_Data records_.
○ ○ ○ ○ ○ ○ ○

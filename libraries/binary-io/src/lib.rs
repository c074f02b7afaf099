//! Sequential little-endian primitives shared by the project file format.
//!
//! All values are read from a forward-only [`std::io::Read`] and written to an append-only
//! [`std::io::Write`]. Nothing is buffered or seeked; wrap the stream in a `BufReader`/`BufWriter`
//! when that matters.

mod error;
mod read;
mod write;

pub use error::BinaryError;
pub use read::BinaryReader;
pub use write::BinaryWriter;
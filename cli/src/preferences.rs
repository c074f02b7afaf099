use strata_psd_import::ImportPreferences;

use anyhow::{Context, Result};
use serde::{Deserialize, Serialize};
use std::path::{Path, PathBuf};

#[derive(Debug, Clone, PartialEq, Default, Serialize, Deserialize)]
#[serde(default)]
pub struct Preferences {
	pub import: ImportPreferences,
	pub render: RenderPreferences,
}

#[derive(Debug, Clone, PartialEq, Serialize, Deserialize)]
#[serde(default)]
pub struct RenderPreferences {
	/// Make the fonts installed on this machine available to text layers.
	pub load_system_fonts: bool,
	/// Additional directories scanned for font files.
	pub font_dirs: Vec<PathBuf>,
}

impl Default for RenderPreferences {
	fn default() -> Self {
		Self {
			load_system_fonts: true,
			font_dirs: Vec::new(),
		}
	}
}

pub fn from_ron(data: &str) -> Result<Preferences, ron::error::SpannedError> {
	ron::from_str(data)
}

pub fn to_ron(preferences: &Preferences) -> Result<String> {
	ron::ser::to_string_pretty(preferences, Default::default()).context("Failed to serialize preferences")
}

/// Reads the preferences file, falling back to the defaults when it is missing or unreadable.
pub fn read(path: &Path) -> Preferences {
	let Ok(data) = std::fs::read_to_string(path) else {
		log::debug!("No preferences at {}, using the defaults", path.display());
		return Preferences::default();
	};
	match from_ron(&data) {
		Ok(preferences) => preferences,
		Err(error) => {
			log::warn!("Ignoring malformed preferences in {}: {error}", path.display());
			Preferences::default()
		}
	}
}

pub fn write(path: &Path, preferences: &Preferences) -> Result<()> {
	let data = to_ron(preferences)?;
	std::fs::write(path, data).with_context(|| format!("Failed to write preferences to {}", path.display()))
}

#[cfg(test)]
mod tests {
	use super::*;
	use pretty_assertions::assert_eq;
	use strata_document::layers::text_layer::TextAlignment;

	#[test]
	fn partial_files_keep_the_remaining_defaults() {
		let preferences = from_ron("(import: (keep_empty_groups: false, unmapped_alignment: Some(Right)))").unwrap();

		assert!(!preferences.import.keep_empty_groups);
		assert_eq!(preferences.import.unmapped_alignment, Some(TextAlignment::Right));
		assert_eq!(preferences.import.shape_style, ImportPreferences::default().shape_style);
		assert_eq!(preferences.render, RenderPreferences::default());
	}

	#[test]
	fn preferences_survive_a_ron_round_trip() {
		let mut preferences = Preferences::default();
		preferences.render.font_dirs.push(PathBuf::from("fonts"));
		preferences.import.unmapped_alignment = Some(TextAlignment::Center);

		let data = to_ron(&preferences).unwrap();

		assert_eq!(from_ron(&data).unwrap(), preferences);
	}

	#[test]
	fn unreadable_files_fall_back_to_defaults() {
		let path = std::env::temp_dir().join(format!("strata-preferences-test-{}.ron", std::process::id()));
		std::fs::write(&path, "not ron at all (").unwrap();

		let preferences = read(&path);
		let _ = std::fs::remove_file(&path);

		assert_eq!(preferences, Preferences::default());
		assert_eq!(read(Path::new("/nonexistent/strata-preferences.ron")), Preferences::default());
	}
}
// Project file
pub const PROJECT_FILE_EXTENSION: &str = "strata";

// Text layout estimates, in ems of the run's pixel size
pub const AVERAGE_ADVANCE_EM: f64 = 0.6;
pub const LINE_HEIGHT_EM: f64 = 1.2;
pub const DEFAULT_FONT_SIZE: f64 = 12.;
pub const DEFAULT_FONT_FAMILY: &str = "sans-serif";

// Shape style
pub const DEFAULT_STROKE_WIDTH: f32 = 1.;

○ ○ ○ ○ ○ ○ ○

_About this task_. The answer must consist of each line in the entries above that includes "filename".

_Answer space_.
filename libraries/binary-io/src/lib.rs
filename cli/src/preferences.rs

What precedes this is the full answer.